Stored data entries

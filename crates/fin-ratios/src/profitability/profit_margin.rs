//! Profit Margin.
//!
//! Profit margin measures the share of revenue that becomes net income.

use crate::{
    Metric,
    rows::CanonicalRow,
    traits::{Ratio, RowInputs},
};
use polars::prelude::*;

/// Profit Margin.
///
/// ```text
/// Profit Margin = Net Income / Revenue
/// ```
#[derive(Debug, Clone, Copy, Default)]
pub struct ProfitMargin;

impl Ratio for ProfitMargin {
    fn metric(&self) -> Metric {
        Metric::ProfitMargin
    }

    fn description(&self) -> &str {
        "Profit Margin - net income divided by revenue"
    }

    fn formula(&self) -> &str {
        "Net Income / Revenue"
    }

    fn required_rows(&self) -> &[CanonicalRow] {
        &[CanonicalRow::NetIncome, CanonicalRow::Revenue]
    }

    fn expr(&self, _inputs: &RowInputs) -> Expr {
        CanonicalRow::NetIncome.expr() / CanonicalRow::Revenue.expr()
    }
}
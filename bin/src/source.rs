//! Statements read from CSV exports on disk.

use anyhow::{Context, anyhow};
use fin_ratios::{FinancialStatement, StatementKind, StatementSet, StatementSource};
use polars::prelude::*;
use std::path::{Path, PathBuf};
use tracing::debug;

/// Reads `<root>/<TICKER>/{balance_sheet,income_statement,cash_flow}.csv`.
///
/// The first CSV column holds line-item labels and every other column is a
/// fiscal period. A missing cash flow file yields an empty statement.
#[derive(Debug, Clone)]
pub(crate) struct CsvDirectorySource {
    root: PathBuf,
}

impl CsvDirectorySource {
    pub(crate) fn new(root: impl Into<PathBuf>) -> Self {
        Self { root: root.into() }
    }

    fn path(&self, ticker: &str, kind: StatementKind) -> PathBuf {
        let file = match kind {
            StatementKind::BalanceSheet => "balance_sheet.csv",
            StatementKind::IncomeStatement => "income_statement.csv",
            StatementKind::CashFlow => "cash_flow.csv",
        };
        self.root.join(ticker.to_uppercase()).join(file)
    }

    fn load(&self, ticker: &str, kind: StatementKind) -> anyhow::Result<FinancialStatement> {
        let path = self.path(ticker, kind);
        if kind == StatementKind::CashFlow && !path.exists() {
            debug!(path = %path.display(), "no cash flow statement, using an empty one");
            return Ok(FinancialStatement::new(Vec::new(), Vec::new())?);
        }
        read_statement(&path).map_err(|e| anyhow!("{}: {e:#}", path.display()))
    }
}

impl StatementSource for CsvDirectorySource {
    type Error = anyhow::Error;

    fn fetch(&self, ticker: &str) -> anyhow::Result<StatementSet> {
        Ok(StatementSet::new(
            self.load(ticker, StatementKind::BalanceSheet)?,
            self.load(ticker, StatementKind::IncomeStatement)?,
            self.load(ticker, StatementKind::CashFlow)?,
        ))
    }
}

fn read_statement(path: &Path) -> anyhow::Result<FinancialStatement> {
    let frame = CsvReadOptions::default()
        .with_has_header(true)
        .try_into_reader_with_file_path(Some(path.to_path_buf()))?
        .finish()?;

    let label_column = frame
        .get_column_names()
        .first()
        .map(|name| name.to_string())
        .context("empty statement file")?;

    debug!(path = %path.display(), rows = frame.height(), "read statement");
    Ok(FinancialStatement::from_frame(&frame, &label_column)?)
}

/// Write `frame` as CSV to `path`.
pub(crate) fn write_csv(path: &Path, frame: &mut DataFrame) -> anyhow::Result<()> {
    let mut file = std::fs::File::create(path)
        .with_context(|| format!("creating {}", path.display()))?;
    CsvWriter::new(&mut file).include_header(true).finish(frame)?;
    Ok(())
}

[Problem statement]: Reproduce all records exactly, without omissions.

[Answer box]:
filename crates/fin-ratios/src/profitability/profit_margin.rs
//! Profit Margin.
//!
//! Profit margin measures the share of revenue that becomes net income.

use crate::{
    Metric,
    rows::CanonicalRow,
    traits::{Ratio, RowInputs},
};
use polars::prelude::*;

/// Profit Margin.
///
/// ```text
/// Profit Margin = Net Income / Revenue
/// ```
#[derive(Debug, Clone, Copy, Default)]
pub struct ProfitMargin;

impl Ratio for ProfitMargin {
    fn metric(&self) -> Metric {
        Metric::ProfitMargin
    }

    fn description(&self) -> &str {
        "Profit Margin - net income divided by revenue"
    }

    fn formula(&self) -> &str {
        "Net Income / Revenue"
    }

    fn required_rows(&self) -> &[CanonicalRow] {
        &[CanonicalRow::NetIncome, CanonicalRow::Revenue]
    }

    fn expr(&self, _inputs: &RowInputs) -> Expr {
        CanonicalRow::NetIncome.expr() / CanonicalRow::Revenue.expr()
    }
}
filename bin/src/source.rs
//! Statements read from CSV exports on disk.

use anyhow::{Context, anyhow};
use fin_ratios::{FinancialStatement, StatementKind, StatementSet, StatementSource};
use polars::prelude::*;
use std::path::{Path, PathBuf};
use tracing::debug;

/// Reads `<root>/<TICKER>/{balance_sheet,income_statement,cash_flow}.csv`.
///
/// The first CSV column holds line-item labels and every other column is a
/// fiscal period. A missing cash flow file yields an empty statement.
#[derive(Debug, Clone)]
pub(crate) struct CsvDirectorySource {
    root: PathBuf,
}

impl CsvDirectorySource {
    pub(crate) fn new(root: impl Into<PathBuf>) -> Self {
        Self { root: root.into() }
    }

    fn path(&self, ticker: &str, kind: StatementKind) -> PathBuf {
        let file = match kind {
            StatementKind::BalanceSheet => "balance_sheet.csv",
            StatementKind::IncomeStatement => "income_statement.csv",
            StatementKind::CashFlow => "cash_flow.csv",
        };
        self.root.join(ticker.to_uppercase()).join(file)
    }

    fn load(&self, ticker: &str, kind: StatementKind) -> anyhow::Result<FinancialStatement> {
        let path = self.path(ticker, kind);
        if kind == StatementKind::CashFlow && !path.exists() {
            debug!(path = %path.display(), "no cash flow statement, using an empty one");
            return Ok(FinancialStatement::new(Vec::new(), Vec::new())?);
        }
        read_statement(&path).map_err(|e| anyhow!("{}: {e:#}", path.display()))
    }
}

impl StatementSource for CsvDirectorySource {
    type Error = anyhow::Error;

    fn fetch(&self, ticker: &str) -> anyhow::Result<StatementSet> {
        Ok(StatementSet::new(
            self.load(ticker, StatementKind::BalanceSheet)?,
            self.load(ticker, StatementKind::IncomeStatement)?,
            self.load(ticker, StatementKind::CashFlow)?,
        ))
    }
}

fn read_statement(path: &Path) -> anyhow::Result<FinancialStatement> {
    let frame = CsvReadOptions::default()
        .with_has_header(true)
        .try_into_reader_with_file_path(Some(path.to_path_buf()))?
        .finish()?;

    let label_column = frame
        .get_column_names()
        .first()
        .map(|name| name.to_string())
        .context("empty statement file")?;

    debug!(path = %path.display(), rows = frame.height(), "read statement");
    Ok(FinancialStatement::from_frame(&frame, &label_column)?)
}

/// Write `frame` as CSV to `path`.
pub(crate) fn write_csv(path: &Path, frame: &mut DataFrame) -> anyhow::Result<()> {
    let mut file = std::fs::File::create(path)
        .with_context(|| format!("creating {}", path.display()))?;
    CsvWriter::new(&mut file).include_header(true).finish(frame)?;
    Ok(())
}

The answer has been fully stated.